EXERCISE INSTRUCTIONS: Please return the lines below verbatim, beginning at the one that has "pub enum ToastKind" and stopping after the one that has "const MAX_VISIBLE: usize = 4;", and add no other lines.

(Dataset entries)
------------------------------------------------------------------------
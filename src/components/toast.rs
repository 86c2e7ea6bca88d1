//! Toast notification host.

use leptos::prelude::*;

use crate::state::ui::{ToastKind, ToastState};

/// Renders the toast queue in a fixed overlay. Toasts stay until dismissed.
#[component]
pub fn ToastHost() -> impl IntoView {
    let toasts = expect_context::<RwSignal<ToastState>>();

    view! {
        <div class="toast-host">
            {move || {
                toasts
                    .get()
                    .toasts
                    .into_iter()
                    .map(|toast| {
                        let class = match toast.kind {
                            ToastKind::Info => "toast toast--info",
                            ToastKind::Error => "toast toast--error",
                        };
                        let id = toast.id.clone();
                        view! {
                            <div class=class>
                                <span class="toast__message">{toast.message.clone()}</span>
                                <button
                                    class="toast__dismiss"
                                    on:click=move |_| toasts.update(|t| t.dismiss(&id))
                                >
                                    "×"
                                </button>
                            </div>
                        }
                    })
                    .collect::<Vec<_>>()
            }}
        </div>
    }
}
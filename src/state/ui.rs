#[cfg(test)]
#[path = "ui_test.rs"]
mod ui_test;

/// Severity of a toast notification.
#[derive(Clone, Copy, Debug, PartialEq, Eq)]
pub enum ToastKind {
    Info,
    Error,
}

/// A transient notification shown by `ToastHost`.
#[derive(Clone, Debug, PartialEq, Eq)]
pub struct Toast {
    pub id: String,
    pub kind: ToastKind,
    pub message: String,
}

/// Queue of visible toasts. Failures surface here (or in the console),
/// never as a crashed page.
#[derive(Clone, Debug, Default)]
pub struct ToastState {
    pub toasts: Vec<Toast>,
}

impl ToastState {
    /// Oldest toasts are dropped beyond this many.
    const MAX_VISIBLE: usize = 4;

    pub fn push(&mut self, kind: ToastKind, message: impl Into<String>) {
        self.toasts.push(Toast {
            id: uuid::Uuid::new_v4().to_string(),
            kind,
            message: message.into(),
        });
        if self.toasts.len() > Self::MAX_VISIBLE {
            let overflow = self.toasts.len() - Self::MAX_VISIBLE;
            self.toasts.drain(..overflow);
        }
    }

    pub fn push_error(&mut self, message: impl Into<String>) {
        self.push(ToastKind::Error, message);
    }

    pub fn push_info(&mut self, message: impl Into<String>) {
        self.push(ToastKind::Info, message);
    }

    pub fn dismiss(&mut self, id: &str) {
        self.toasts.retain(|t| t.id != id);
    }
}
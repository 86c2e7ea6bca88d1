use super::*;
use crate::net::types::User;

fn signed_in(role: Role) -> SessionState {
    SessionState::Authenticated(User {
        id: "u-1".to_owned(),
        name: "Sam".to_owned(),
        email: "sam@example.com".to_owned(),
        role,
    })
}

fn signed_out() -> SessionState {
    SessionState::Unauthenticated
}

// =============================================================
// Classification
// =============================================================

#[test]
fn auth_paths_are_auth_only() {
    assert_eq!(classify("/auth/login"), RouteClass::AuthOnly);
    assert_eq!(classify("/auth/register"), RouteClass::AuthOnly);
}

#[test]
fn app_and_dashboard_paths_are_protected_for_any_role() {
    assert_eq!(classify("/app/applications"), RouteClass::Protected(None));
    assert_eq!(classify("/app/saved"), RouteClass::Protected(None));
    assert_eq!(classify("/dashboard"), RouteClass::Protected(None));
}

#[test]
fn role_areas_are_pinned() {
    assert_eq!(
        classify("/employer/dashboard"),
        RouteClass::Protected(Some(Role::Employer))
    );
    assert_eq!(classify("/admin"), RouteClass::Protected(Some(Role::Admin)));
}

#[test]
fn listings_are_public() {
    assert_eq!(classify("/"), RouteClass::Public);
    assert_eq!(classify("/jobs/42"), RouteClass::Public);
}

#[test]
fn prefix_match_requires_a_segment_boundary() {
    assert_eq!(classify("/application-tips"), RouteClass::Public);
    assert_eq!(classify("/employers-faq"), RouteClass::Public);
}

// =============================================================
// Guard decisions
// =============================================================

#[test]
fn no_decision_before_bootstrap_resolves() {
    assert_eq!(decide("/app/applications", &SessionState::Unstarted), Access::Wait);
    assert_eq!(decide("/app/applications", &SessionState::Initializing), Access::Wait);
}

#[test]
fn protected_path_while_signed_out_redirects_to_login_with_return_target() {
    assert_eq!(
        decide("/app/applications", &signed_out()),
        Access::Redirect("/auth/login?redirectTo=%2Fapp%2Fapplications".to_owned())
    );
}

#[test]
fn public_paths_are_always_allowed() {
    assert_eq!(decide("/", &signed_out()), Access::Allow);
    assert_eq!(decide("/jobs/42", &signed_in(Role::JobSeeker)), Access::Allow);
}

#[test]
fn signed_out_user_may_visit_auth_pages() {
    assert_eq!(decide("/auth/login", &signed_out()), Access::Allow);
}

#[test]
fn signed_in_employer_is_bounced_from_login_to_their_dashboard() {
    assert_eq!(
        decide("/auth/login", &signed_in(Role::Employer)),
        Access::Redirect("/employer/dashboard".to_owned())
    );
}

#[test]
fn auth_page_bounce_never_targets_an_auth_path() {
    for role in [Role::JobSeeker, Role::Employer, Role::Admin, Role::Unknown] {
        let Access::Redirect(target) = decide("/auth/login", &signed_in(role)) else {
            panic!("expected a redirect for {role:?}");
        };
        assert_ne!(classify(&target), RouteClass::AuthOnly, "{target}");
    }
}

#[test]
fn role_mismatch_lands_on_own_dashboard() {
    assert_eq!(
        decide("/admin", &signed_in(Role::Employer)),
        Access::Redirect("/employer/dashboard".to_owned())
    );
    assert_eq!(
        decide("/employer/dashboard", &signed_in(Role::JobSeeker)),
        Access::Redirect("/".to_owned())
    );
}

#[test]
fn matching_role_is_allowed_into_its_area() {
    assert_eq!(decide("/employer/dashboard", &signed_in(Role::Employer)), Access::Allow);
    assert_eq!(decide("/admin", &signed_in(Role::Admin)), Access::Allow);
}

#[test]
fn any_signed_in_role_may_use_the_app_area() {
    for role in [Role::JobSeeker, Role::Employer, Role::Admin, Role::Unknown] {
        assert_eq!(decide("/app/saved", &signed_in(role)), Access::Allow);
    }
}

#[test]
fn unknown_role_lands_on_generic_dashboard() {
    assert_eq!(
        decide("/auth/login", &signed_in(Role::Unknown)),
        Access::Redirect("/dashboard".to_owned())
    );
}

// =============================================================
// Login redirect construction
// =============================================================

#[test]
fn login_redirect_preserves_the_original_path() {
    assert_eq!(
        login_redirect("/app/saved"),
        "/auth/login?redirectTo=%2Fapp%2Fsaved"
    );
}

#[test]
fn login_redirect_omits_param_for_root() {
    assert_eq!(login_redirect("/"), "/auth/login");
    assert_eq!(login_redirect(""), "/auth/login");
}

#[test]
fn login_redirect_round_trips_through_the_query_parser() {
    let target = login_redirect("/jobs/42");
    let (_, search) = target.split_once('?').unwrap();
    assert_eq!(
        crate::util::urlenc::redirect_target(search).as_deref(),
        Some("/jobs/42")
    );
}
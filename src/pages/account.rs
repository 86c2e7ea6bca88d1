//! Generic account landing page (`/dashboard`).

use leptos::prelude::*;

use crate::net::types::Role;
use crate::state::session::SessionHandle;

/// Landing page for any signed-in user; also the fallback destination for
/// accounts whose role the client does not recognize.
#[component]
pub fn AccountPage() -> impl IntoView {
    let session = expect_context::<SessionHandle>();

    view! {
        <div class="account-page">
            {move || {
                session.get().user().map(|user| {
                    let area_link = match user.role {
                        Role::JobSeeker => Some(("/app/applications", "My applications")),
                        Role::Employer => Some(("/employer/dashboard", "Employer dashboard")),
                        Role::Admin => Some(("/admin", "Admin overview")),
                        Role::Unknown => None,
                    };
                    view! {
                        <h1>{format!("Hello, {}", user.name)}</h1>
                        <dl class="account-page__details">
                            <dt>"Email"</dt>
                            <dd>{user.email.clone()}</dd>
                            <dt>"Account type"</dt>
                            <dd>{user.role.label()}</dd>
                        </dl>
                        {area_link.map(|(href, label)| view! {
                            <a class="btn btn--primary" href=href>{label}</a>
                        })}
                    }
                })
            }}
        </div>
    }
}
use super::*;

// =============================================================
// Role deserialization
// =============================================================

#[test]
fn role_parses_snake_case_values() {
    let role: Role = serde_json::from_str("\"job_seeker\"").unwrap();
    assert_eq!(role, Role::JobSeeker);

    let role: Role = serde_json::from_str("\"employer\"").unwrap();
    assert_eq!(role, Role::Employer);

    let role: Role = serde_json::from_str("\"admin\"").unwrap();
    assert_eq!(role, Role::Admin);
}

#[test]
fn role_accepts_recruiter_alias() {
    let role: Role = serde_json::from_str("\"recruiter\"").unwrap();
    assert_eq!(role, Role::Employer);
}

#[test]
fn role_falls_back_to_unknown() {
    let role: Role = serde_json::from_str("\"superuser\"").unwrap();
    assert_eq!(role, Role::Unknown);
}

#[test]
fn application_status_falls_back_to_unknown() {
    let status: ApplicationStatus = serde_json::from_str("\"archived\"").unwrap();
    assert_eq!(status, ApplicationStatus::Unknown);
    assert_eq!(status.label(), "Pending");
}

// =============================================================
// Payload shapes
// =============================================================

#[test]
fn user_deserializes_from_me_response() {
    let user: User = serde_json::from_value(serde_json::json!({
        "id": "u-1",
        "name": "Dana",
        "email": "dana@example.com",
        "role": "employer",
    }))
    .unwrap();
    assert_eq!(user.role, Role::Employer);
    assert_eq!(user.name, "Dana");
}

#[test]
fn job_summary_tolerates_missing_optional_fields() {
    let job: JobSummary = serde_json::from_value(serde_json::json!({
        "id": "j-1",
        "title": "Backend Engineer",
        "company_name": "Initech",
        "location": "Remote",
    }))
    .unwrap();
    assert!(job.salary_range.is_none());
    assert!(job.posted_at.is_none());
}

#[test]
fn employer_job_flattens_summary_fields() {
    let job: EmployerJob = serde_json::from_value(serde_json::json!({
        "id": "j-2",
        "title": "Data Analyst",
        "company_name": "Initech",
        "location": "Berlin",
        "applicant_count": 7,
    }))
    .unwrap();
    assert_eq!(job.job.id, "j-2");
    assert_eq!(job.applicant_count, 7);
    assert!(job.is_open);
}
------------------------------------------------------------------------
EXERCISE ANSWER:
pub enum ToastKind {
    Info,
    Error,
}

/// A transient notification shown by `ToastHost`.
#[derive(Clone, Debug, PartialEq, Eq)]
pub struct Toast {
    pub id: String,
    pub kind: ToastKind,
    pub message: String,
}

/// Queue of visible toasts. Failures surface here (or in the console),
/// never as a crashed page.
#[derive(Clone, Debug, Default)]
pub struct ToastState {
    pub toasts: Vec<Toast>,
}

impl ToastState {
    /// Oldest toasts are dropped beyond this many.
    const MAX_VISIBLE: usize = 4;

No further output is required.